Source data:
★ ★ ★ ★

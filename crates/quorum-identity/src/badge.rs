//! Identity badges
//!
//! A badge displays one subject. Address subjects resolve their label from
//! the directory and hold their own subscription so they re-resolve when the
//! directory changes. Literal subjects ("Any account", "Discarded") are shown
//! verbatim and never subscribe.

use crate::bus::{IdentityEvent, IdentitySubscription};
use crate::directory::LocalIdentityDirectory;
use quorum_core::Address;
use std::sync::Arc;

/// What a badge displays.
#[derive(Debug, Clone, PartialEq, Eq)]
pub enum BadgeSubject {
    /// A resolvable address
    Address(Address),
    /// Fixed text
    Literal(String),
}

impl BadgeSubject {
    /// Address if `text` parses as one, literal otherwise.
    pub fn from_text(text: &str) -> Self {
        match Address::parse(text.trim()) {
            Ok(address) => Self::Address(address),
            Err(_) => Self::Literal(text.to_string()),
        }
    }
}

impl From<Address> for BadgeSubject {
    fn from(address: Address) -> Self {
        Self::Address(address)
    }
}

/// A subscribed label display.
#[derive(Debug)]
pub struct IdentityBadge {
    subject: BadgeSubject,
    label: Option<String>,
    directory: Arc<LocalIdentityDirectory>,
    subscription: Option<IdentitySubscription>,
}

impl IdentityBadge {
    /// Create a badge, resolving its initial label.
    pub fn new(directory: Arc<LocalIdentityDirectory>, subject: impl Into<BadgeSubject>) -> Self {
        let subject = subject.into();
        let subscription = match subject {
            BadgeSubject::Address(_) => Some(directory.subscribe()),
            BadgeSubject::Literal(_) => None,
        };
        let mut badge = Self {
            subject,
            label: None,
            directory,
            subscription,
        };
        badge.refresh();
        badge
    }

    /// The badge subject
    pub fn subject(&self) -> &BadgeSubject {
        &self.subject
    }

    /// Local label, if any.
    pub fn label(&self) -> Option<&str> {
        self.label.as_deref()
    }

    /// Text to render: literal, label, or checksummed address.
    pub fn display_text(&self) -> String {
        match (&self.subject, &self.label) {
            (BadgeSubject::Literal(text), _) => text.clone(),
            (BadgeSubject::Address(_), Some(label)) => label.clone(),
            (BadgeSubject::Address(address), None) => address.to_checksum(),
        }
    }

    /// Popover action offered for address subjects.
    pub fn popover_action(&self) -> Option<&'static str> {
        match (&self.subject, &self.label) {
            (BadgeSubject::Literal(_), _) => None,
            (BadgeSubject::Address(_), Some(_)) => Some("Edit custom label"),
            (BadgeSubject::Address(_), None) => Some("Add custom label"),
        }
    }

    /// Apply one event. Returns whether the badge re-resolved.
    ///
    /// Every relevant event re-reads the directory, so a stale or repeated
    /// delivery leaves the label equal to the current resolution.
    pub fn handle_event(&mut self, event: &IdentityEvent) -> bool {
        let BadgeSubject::Address(address) = self.subject else {
            return false;
        };
        if !event.affects(&address) {
            return false;
        }
        self.refresh();
        true
    }

    /// Apply every already-delivered event. Returns how many changed the badge.
    pub fn poll_events(&mut self) -> usize {
        let mut changed = 0;
        while let Some(event) = self.subscription.as_mut().and_then(IdentitySubscription::try_recv) {
            if self.handle_event(&event) {
                changed += 1;
            }
        }
        changed
    }

    /// Wait for the next event and apply it. `None` for literal badges or
    /// once the bus is gone.
    pub async fn next_update(&mut self) -> Option<IdentityEvent> {
        let event = self.subscription.as_mut()?.recv().await?;
        self.handle_event(&event);
        Some(event)
    }

    fn refresh(&mut self) {
        if let BadgeSubject::Address(address) = &self.subject {
            // A miss is silent: the badge falls back to the address.
            self.label = self.directory.resolve(address).ok().map(|r| r.name);
        }
    }
}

★ ★ ★ ★

Transcribe every record above exactly as it appears.

filename crates/quorum-identity/src/badge.rs
//! Identity badges
//!
//! A badge displays one subject. Address subjects resolve their label from
//! the directory and hold their own subscription so they re-resolve when the
//! directory changes. Literal subjects ("Any account", "Discarded") are shown
//! verbatim and never subscribe.

use crate::bus::{IdentityEvent, IdentitySubscription};
use crate::directory::LocalIdentityDirectory;
use quorum_core::Address;
use std::sync::Arc;

/// What a badge displays.
#[derive(Debug, Clone, PartialEq, Eq)]
pub enum BadgeSubject {
    /// A resolvable address
    Address(Address),
    /// Fixed text
    Literal(String),
}

impl BadgeSubject {
    /// Address if `text` parses as one, literal otherwise.
    pub fn from_text(text: &str) -> Self {
        match Address::parse(text.trim()) {
            Ok(address) => Self::Address(address),
            Err(_) => Self::Literal(text.to_string()),
        }
    }
}

impl From<Address> for BadgeSubject {
    fn from(address: Address) -> Self {
        Self::Address(address)
    }
}

/// A subscribed label display.
#[derive(Debug)]
pub struct IdentityBadge {
    subject: BadgeSubject,
    label: Option<String>,
    directory: Arc<LocalIdentityDirectory>,
    subscription: Option<IdentitySubscription>,
}

impl IdentityBadge {
    /// Create a badge, resolving its initial label.
    pub fn new(directory: Arc<LocalIdentityDirectory>, subject: impl Into<BadgeSubject>) -> Self {
        let subject = subject.into();
        let subscription = match subject {
            BadgeSubject::Address(_) => Some(directory.subscribe()),
            BadgeSubject::Literal(_) => None,
        };
        let mut badge = Self {
            subject,
            label: None,
            directory,
            subscription,
        };
        badge.refresh();
        badge
    }

    /// The badge subject
    pub fn subject(&self) -> &BadgeSubject {
        &self.subject
    }

    /// Local label, if any.
    pub fn label(&self) -> Option<&str> {
        self.label.as_deref()
    }

    /// Text to render: literal, label, or checksummed address.
    pub fn display_text(&self) -> String {
        match (&self.subject, &self.label) {
            (BadgeSubject::Literal(text), _) => text.clone(),
            (BadgeSubject::Address(_), Some(label)) => label.clone(),
            (BadgeSubject::Address(address), None) => address.to_checksum(),
        }
    }

    /// Popover action offered for address subjects.
    pub fn popover_action(&self) -> Option<&'static str> {
        match (&self.subject, &self.label) {
            (BadgeSubject::Literal(_), _) => None,
            (BadgeSubject::Address(_), Some(_)) => Some("Edit custom label"),
            (BadgeSubject::Address(_), None) => Some("Add custom label"),
        }
    }

    /// Apply one event. Returns whether the badge re-resolved.
    ///
    /// Every relevant event re-reads the directory, so a stale or repeated
    /// delivery leaves the label equal to the current resolution.
    pub fn handle_event(&mut self, event: &IdentityEvent) -> bool {
        let BadgeSubject::Address(address) = self.subject else {
            return false;
        };
        if !event.affects(&address) {
            return false;
        }
        self.refresh();
        true
    }

    /// Apply every already-delivered event. Returns how many changed the badge.
    pub fn poll_events(&mut self) -> usize {
        let mut changed = 0;
        while let Some(event) = self.subscription.as_mut().and_then(IdentitySubscription::try_recv) {
            if self.handle_event(&event) {
                changed += 1;
            }
        }
        changed
    }

    /// Wait for the next event and apply it. `None` for literal badges or
    /// once the bus is gone.
    pub async fn next_update(&mut self) -> Option<IdentityEvent> {
        let event = self.subscription.as_mut()?.recv().await?;
        self.handle_event(&event);
        Some(event)
    }

    fn refresh(&mut self) {
        if let BadgeSubject::Address(address) = &self.subject {
            // A miss is silent: the badge falls back to the address.
            self.label = self.directory.resolve(address).ok().map(|r| r.name);
        }
    }
}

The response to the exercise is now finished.